[Dataset entries]
******************************

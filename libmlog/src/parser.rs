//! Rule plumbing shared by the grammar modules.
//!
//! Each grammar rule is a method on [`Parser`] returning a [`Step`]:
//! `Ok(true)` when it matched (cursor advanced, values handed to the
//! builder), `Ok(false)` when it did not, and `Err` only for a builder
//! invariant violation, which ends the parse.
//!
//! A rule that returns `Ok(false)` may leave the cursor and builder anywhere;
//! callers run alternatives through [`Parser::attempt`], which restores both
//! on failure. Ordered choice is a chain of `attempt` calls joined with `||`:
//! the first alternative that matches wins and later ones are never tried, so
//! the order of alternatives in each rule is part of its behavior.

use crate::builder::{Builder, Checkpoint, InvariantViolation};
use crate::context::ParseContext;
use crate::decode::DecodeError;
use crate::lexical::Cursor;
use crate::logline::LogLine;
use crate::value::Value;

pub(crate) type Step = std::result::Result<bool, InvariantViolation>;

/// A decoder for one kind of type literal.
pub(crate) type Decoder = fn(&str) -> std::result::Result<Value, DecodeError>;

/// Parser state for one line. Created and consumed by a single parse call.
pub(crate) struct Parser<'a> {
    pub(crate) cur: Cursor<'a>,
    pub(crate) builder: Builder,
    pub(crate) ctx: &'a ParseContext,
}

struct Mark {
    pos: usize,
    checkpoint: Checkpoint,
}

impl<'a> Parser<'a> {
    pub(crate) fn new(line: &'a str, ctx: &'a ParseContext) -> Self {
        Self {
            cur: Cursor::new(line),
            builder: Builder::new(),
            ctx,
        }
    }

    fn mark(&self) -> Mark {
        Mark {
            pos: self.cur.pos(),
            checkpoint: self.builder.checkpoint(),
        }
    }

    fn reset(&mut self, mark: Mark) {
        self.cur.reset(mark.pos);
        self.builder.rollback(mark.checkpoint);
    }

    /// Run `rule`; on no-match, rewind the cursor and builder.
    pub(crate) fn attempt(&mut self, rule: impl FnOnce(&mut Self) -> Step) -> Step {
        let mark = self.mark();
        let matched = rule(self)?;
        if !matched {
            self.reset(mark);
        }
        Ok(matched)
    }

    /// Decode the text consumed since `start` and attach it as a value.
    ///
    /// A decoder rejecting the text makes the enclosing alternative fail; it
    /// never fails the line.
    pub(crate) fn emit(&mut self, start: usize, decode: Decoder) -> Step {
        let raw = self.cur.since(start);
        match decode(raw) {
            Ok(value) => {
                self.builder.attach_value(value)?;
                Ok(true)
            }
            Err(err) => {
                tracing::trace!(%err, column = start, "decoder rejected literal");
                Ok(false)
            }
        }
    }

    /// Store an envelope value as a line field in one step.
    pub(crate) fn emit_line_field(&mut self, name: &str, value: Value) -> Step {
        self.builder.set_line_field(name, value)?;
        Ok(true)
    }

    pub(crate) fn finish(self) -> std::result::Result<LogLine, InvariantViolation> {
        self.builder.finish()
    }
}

******************************

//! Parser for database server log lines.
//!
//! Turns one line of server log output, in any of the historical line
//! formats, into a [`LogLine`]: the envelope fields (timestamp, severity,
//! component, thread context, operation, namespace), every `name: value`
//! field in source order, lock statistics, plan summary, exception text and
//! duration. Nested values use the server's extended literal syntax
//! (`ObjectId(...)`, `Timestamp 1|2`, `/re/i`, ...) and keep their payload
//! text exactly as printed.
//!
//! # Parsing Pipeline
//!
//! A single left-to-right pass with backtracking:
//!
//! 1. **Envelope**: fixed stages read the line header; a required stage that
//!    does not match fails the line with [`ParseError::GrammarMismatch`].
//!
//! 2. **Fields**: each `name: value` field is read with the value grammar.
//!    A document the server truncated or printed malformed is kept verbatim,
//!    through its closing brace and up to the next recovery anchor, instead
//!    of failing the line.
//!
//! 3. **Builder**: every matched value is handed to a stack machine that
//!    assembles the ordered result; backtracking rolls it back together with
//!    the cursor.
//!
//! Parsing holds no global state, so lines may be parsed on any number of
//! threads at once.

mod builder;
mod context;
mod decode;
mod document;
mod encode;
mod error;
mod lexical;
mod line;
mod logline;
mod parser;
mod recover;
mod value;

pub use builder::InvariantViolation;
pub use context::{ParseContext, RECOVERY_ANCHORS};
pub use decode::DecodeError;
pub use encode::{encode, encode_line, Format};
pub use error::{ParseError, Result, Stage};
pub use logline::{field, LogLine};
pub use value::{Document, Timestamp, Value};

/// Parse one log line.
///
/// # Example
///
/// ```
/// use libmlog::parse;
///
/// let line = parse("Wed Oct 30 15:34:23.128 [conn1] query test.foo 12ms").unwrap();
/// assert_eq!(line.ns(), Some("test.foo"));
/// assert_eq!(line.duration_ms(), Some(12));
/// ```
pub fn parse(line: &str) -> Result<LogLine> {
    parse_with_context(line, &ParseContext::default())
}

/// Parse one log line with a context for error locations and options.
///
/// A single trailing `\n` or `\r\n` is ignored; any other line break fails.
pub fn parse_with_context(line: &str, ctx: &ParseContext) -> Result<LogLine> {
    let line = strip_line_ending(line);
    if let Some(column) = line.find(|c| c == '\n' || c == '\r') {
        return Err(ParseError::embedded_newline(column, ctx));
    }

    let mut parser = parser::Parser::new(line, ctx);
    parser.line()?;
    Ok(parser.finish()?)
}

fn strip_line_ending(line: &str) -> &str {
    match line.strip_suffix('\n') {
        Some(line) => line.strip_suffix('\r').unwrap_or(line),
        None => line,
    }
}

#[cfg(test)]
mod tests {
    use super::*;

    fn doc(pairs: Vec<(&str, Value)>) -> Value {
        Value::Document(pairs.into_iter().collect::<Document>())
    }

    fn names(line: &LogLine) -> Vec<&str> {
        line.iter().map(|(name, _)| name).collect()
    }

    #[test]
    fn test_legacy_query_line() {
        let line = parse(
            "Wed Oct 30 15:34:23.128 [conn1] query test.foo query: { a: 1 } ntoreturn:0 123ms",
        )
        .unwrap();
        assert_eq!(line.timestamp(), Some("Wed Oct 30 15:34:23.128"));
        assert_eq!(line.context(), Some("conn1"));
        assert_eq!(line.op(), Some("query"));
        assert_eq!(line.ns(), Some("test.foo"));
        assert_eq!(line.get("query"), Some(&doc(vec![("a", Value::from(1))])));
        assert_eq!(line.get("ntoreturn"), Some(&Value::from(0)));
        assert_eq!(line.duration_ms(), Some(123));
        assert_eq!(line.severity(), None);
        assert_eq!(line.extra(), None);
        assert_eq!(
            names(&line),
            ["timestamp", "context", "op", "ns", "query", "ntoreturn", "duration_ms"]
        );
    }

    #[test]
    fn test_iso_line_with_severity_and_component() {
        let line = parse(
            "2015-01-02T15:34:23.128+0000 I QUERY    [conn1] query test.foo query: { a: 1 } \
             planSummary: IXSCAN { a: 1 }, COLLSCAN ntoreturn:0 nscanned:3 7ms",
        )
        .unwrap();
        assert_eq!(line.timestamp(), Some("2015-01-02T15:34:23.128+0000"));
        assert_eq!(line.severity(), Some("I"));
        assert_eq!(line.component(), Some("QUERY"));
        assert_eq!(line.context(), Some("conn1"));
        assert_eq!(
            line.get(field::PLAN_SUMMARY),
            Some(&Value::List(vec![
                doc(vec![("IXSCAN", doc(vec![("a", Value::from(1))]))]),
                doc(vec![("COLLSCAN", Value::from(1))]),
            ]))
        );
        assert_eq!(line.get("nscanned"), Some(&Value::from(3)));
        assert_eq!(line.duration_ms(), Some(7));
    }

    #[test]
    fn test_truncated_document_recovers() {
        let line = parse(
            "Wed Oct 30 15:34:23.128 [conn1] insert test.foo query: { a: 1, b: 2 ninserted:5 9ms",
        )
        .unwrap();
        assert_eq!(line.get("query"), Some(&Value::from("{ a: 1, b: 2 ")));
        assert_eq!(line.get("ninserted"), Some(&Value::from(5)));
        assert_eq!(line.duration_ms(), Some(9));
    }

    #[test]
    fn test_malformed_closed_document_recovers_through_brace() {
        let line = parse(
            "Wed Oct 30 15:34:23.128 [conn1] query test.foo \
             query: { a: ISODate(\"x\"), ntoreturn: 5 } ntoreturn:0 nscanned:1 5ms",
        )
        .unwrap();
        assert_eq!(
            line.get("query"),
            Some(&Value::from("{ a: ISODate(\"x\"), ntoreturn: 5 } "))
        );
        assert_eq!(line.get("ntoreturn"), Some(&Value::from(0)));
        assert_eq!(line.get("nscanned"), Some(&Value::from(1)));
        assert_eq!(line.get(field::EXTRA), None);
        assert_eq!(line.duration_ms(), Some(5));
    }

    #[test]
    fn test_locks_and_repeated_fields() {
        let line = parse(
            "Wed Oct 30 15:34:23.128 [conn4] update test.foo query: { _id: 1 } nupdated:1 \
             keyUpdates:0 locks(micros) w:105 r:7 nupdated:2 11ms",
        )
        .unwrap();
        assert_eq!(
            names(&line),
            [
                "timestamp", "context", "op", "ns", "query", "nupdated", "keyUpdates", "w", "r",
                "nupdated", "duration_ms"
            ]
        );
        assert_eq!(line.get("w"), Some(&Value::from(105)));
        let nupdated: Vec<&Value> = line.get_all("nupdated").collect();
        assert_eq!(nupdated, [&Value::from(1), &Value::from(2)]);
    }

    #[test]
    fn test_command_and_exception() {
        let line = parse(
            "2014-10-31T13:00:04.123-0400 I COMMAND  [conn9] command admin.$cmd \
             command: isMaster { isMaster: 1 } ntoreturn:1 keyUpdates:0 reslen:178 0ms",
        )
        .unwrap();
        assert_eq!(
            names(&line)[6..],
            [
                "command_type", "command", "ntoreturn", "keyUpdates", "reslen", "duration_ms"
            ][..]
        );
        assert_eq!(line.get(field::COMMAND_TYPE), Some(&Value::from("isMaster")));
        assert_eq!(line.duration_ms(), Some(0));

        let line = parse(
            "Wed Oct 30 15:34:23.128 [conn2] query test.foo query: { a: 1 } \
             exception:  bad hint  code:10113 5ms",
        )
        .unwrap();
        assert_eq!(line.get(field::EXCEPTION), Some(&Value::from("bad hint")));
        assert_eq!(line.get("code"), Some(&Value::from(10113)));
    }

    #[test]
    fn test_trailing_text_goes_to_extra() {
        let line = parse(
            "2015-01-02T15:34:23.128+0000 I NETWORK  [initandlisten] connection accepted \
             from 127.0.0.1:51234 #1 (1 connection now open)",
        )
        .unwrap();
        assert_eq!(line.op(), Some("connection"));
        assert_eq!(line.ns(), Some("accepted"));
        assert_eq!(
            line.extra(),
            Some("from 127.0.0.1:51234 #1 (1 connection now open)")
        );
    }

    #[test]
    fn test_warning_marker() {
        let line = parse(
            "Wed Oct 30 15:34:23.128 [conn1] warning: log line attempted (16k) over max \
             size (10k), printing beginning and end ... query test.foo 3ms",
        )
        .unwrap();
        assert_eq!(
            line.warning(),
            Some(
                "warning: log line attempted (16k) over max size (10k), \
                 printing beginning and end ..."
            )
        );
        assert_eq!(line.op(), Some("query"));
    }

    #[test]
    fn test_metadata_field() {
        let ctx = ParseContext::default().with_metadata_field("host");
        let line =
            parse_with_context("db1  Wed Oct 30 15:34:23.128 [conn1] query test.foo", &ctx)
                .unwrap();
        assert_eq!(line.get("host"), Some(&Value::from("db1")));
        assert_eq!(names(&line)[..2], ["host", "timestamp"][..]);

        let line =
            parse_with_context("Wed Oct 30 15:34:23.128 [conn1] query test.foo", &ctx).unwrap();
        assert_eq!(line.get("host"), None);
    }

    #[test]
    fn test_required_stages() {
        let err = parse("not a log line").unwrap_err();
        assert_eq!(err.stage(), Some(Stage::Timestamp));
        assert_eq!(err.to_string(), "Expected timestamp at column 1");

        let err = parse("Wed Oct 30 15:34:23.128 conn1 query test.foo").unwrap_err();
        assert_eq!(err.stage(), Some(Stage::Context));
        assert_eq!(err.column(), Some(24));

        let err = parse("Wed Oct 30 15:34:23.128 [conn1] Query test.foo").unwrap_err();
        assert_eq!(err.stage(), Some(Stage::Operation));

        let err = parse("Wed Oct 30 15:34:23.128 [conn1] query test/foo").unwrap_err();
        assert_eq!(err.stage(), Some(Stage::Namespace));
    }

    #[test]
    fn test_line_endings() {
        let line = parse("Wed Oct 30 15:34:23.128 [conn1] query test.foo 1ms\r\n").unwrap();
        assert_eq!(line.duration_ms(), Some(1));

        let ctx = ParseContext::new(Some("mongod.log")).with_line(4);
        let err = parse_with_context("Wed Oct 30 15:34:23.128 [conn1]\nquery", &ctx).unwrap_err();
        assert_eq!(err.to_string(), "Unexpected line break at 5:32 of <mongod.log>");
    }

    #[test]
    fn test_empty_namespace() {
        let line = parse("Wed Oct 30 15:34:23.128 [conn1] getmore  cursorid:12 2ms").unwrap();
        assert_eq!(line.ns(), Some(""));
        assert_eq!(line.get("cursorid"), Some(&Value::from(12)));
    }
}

******************************

• The task
Filter the entries and copy out every line with the word "start".

• Answer below
    /// Decode the text consumed since `start` and attach it as a value.
    pub(crate) fn emit(&mut self, start: usize, decode: Decoder) -> Step {
        let raw = self.cur.since(start);
                tracing::trace!(%err, column = start, "decoder rejected literal");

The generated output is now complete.